### Task prompt
Please repeat exactly the lines below from the one containing "delivered as a" down to the one containing "pub fn new()", both included, and nothing else.

------------------------

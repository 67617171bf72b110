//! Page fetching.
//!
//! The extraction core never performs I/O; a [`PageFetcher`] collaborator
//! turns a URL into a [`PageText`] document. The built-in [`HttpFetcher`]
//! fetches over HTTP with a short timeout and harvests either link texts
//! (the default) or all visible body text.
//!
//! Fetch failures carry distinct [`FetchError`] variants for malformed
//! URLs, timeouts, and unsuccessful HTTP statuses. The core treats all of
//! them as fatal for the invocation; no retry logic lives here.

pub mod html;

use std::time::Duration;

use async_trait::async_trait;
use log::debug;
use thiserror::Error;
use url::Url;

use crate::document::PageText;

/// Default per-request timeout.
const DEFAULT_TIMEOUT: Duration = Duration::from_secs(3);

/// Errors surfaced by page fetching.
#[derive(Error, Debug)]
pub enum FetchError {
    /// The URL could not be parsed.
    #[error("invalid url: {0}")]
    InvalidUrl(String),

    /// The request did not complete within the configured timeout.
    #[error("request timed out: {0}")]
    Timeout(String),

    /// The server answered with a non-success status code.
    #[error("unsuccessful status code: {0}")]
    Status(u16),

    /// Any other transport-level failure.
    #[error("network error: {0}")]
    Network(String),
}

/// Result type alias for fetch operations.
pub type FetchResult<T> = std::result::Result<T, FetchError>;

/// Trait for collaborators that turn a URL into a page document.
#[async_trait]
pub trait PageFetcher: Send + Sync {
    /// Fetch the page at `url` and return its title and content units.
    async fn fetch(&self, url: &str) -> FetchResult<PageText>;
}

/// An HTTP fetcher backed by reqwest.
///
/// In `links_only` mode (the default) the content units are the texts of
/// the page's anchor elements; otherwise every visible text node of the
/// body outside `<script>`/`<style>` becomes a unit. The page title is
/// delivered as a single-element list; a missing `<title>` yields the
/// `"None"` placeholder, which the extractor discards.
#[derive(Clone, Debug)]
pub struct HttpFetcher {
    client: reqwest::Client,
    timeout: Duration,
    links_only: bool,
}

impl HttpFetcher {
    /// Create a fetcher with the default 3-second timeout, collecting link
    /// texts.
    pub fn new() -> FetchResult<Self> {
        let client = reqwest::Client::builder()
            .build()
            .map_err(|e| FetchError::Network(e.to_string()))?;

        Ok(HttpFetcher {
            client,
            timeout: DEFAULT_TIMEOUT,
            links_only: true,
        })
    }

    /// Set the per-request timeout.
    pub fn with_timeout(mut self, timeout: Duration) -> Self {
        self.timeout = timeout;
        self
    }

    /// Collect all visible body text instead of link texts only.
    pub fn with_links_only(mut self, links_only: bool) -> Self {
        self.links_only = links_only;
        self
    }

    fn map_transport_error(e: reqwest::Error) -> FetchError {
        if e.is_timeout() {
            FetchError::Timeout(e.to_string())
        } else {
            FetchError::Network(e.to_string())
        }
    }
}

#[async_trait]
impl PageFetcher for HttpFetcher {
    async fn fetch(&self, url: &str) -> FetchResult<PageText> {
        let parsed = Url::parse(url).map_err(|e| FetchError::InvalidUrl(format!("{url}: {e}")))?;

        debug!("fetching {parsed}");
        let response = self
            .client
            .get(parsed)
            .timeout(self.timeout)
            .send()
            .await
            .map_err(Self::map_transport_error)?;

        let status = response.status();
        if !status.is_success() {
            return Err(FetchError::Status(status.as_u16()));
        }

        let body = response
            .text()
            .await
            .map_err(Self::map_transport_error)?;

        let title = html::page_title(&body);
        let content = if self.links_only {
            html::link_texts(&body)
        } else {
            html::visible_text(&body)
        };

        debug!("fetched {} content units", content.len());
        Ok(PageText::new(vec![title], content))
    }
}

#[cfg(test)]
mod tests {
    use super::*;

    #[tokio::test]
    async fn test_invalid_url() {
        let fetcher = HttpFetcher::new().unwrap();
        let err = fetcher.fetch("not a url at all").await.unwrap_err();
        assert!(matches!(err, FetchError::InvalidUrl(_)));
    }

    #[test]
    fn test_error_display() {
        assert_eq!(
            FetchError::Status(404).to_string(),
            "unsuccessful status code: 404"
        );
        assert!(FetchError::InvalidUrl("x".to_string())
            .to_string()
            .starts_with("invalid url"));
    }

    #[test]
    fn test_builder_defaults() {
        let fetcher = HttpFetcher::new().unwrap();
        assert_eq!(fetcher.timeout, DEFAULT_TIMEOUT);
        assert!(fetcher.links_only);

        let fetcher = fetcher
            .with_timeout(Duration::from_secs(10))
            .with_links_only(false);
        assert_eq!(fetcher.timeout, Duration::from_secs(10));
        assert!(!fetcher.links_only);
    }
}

------------------------

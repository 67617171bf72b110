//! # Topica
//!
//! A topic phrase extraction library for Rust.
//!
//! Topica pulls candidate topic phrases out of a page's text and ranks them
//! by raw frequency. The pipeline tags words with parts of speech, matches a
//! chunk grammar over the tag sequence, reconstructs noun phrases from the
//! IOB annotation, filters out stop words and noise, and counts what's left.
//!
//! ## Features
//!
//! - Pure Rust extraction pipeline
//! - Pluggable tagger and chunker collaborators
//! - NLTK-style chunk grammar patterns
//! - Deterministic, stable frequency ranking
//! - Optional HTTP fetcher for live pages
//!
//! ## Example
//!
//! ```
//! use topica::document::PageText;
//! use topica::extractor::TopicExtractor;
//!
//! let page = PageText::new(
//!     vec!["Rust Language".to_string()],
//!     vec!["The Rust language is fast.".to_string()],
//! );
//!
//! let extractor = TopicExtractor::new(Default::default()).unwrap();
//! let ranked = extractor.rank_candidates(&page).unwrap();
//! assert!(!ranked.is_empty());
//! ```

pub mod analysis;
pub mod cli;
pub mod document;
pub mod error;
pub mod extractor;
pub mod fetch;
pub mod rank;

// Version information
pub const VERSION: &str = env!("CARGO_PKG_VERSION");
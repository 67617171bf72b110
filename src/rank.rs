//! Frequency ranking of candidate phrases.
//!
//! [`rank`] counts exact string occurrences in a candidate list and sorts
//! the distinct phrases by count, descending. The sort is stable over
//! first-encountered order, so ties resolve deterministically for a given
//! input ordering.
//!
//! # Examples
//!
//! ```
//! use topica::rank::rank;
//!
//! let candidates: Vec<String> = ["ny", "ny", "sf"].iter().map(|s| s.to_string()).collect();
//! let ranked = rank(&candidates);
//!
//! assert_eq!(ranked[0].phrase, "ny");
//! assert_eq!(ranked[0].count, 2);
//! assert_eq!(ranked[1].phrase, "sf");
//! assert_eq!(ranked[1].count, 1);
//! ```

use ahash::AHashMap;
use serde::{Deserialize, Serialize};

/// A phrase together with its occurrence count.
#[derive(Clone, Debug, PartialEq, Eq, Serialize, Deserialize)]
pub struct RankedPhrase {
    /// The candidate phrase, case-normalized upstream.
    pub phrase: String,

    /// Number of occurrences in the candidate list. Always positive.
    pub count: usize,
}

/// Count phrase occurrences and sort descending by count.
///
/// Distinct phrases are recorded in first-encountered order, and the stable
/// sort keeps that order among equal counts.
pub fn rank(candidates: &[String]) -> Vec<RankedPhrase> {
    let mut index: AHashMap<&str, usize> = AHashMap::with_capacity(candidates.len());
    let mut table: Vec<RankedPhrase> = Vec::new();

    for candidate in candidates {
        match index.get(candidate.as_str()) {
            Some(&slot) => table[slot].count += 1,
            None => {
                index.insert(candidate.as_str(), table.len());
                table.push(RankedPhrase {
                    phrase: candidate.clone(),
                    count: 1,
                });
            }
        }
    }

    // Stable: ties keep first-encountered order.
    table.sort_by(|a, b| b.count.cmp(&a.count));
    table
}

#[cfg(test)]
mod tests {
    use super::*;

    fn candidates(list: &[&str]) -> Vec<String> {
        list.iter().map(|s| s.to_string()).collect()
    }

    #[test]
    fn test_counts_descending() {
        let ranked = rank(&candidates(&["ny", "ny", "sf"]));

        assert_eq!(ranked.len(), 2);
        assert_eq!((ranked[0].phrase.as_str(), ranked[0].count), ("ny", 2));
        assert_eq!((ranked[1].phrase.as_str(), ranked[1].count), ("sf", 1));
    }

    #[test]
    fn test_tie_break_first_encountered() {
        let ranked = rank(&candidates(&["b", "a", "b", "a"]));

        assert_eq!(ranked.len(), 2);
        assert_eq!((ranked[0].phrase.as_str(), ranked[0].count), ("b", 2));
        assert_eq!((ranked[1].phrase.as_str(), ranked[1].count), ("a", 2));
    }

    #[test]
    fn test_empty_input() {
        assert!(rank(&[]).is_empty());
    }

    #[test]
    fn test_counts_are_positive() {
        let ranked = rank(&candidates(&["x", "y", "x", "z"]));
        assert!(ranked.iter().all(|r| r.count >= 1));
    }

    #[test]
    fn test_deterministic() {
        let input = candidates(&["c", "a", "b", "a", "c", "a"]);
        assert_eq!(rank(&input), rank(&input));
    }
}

------------------------

### Answer to this problem
/// delivered as a single-element list; a missing `<title>` yields the
/// `"None"` placeholder, which the extractor discards.
#[derive(Clone, Debug)]
pub struct HttpFetcher {
    client: reqwest::Client,
    timeout: Duration,
    links_only: bool,
}

impl HttpFetcher {
    /// Create a fetcher with the default 3-second timeout, collecting link
    /// texts.
    pub fn new() -> FetchResult<Self> {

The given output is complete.